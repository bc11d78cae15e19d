//! The seven discrete trading actions.

use crate::TradingError;
use serde::{Serialize, Serializer};
use std::fmt;

/// Order intensity in whole percent of current cash, indexed by action.
const PERCENT_POINTS: [u8; 7] = [1, 10, 20, 1, 10, 20, 0];

const NAMES: [&str; 7] = [
    "Buy little",
    "Buy moderate",
    "Buy lots",
    "Sell little",
    "Sell moderate",
    "Sell lots",
    "Hold",
];

#[derive(Debug, Clone, Copy, PartialEq, Eq, Hash)]
pub enum TradeAction {
    BuyLittle,
    BuyModerate,
    BuyLots,
    SellLittle,
    SellModerate,
    SellLots,
    Hold,
}

impl TradeAction {
    /// Every action in index order.
    pub const ALL: [TradeAction; 7] = [
        TradeAction::BuyLittle,
        TradeAction::BuyModerate,
        TradeAction::BuyLots,
        TradeAction::SellLittle,
        TradeAction::SellModerate,
        TradeAction::SellLots,
        TradeAction::Hold,
    ];

    /// Size of the discrete action space.
    pub const COUNT: i64 = 7;

    #[must_use]
    pub fn from_index(index: i64) -> Option<Self> {
        usize::try_from(index)
            .ok()
            .and_then(|i| Self::ALL.get(i).copied())
    }

    #[must_use]
    pub const fn index(self) -> usize {
        self as usize
    }

    /// Intensity in whole percent: 1, 10 or 20 for trades, 0 for hold.
    #[must_use]
    pub fn percent_points(self) -> u8 {
        PERCENT_POINTS[self.index()]
    }

    /// Intensity as a fraction of current cash.
    #[must_use]
    pub fn percent(self) -> f64 {
        f64::from(self.percent_points()) / 100.0
    }

    #[must_use]
    pub fn name(self) -> &'static str {
        NAMES[self.index()]
    }

    /// Human readable label, e.g. `"Sell moderate (10.0%)"`. Trades print
    /// their intensity with one decimal, hold prints `"Hold (0%)"`.
    #[must_use]
    pub fn describe(self) -> String {
        self.to_string()
    }

    #[must_use]
    pub fn is_buy(self) -> bool {
        matches!(
            self,
            TradeAction::BuyLittle | TradeAction::BuyModerate | TradeAction::BuyLots
        )
    }

    #[must_use]
    pub fn is_sell(self) -> bool {
        matches!(
            self,
            TradeAction::SellLittle | TradeAction::SellModerate | TradeAction::SellLots
        )
    }

    #[must_use]
    pub fn is_hold(self) -> bool {
        self == TradeAction::Hold
    }
}

impl TryFrom<i64> for TradeAction {
    type Error = TradingError;

    fn try_from(action: i64) -> Result<Self, Self::Error> {
        Self::from_index(action).ok_or(TradingError::InvalidAction { action })
    }
}

impl fmt::Display for TradeAction {
    fn fmt(&self, f: &mut fmt::Formatter<'_>) -> fmt::Result {
        match self.percent_points() {
            0 => write!(f, "{} (0%)", self.name()),
            points => write!(f, "{} ({:.1}%)", self.name(), f64::from(points)),
        }
    }
}

/// Serialized as its description so exported histories stay readable.
impl Serialize for TradeAction {
    fn serialize<S: Serializer>(&self, serializer: S) -> Result<S::Ok, S::Error> {
        serializer.collect_str(self)
    }
}
//! Descriptions of valid actions and observations.

use fastrand::Rng;

/// A set of values an environment accepts or produces.
pub trait Space {
    type Element;

    /// Membership test used to validate actions and observations.
    fn contains(&self, x: &Self::Element) -> bool;

    /// Draws a uniformly random member of the space.
    fn sample(&self, rng: &mut Rng) -> Self::Element;
}

/// The integers `start..start + n`.
#[derive(Debug, Clone, Copy, PartialEq, Eq)]
pub struct Discrete {
    n: i64,
    start: i64,
}

impl Discrete {
    /// # Panics
    ///
    /// Panics if `n` is not positive.
    #[must_use]
    pub fn new(n: i64) -> Self {
        Self::with_start(n, 0)
    }

    /// # Panics
    ///
    /// Panics if `n` is not positive.
    #[must_use]
    pub fn with_start(n: i64, start: i64) -> Self {
        assert!(n > 0, "a discrete space needs at least one element");
        Self { n, start }
    }

    #[must_use]
    pub fn n(&self) -> i64 {
        self.n
    }

    #[must_use]
    pub fn start(&self) -> i64 {
        self.start
    }
}

impl Space for Discrete {
    type Element = i64;

    fn contains(&self, x: &i64) -> bool {
        (self.start..self.start + self.n).contains(x)
    }

    fn sample(&self, rng: &mut Rng) -> i64 {
        rng.i64(self.start..self.start + self.n)
    }
}

/// A closed box `[low, high]` in `N` dimensions.
#[derive(Debug, Clone, Copy, PartialEq)]
pub struct BoxSpace<const N: usize> {
    low: [f32; N],
    high: [f32; N],
}

impl<const N: usize> BoxSpace<N> {
    /// # Panics
    ///
    /// Panics if any `low` bound exceeds its `high` bound.
    #[must_use]
    pub fn new(low: [f32; N], high: [f32; N]) -> Self {
        assert!(
            low.iter().zip(&high).all(|(lo, hi)| lo <= hi),
            "box lower bounds must not exceed upper bounds"
        );
        Self { low, high }
    }

    #[must_use]
    pub fn low(&self) -> &[f32; N] {
        &self.low
    }

    #[must_use]
    pub fn high(&self) -> &[f32; N] {
        &self.high
    }
}

impl<const N: usize> Space for BoxSpace<N> {
    type Element = [f32; N];

    fn contains(&self, x: &[f32; N]) -> bool {
        x.iter()
            .zip(self.low.iter().zip(&self.high))
            .all(|(v, (lo, hi))| v >= lo && v <= hi)
    }

    fn sample(&self, rng: &mut Rng) -> [f32; N] {
        let mut out = [0.0; N];
        for (i, v) in out.iter_mut().enumerate() {
            // Interpolate instead of `low + t * (high - low)`, which overflows at f32::MAX.
            let t = rng.f32();
            *v = (self.low[i] * (1.0 - t) + self.high[i] * t).clamp(self.low[i], self.high[i]);
        }
        out
    }
}
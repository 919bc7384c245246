//! # Refcheck
//!
//! Batch validation pipeline for referral-program CSV extracts.
//!
//! Loads the seven entity tables of an extract directory, normalizes them,
//! joins every referral to its reward, status, transaction, referrer and
//! lead records, classifies each one against the referral business rules,
//! and writes an auditable CSV report.
//!
//! ## Usage
//!
//! ```bash
//! refcheck validate --input extracts/ --output report.csv
//! refcheck profile --input extracts/
//! ```
//!
//! ## Modules
//!
//! - `loader` - CSV discovery and loading into raw tables
//! - `cleaner` - header normalization, typed coercion, schema validation
//! - `model` - the seven entity types and the cleaned dataset
//! - `pipeline` - join, timezone resolution, temporal normalization,
//!   rule classification, report assembly
//! - `profiler` - per-column table profiling
//! - `console` - text formatting for console output
//! - `error` - run-level error taxonomy

pub mod cleaner;
pub mod console;
pub mod error;
pub mod loader;
pub mod model;
pub mod pipeline;
pub mod profiler;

* * * *

**Exercise:**
Start with the line above that contains "of the space." and end with the line that contains "impl<const N: usize> BoxSpace<N>". Write out those lines exactly, and only those.

**Result of this exercise:**
    /// Draws a uniformly random member of the space.
    fn sample(&self, rng: &mut Rng) -> Self::Element;
}

/// The integers `start..start + n`.
#[derive(Debug, Clone, Copy, PartialEq, Eq)]
pub struct Discrete {
    n: i64,
    start: i64,
}

impl Discrete {
    /// # Panics
    ///
    /// Panics if `n` is not positive.
    #[must_use]
    pub fn new(n: i64) -> Self {
        Self::with_start(n, 0)
    }

    /// # Panics
    ///
    /// Panics if `n` is not positive.
    #[must_use]
    pub fn with_start(n: i64, start: i64) -> Self {
        assert!(n > 0, "a discrete space needs at least one element");
        Self { n, start }
    }

    #[must_use]
    pub fn n(&self) -> i64 {
        self.n
    }

    #[must_use]
    pub fn start(&self) -> i64 {
        self.start
    }
}

impl Space for Discrete {
    type Element = i64;

    fn contains(&self, x: &i64) -> bool {
        (self.start..self.start + self.n).contains(x)
    }

    fn sample(&self, rng: &mut Rng) -> i64 {
        rng.i64(self.start..self.start + self.n)
    }
}

/// A closed box `[low, high]` in `N` dimensions.
#[derive(Debug, Clone, Copy, PartialEq)]
pub struct BoxSpace<const N: usize> {
    low: [f32; N],
    high: [f32; N],
}

impl<const N: usize> BoxSpace<N> {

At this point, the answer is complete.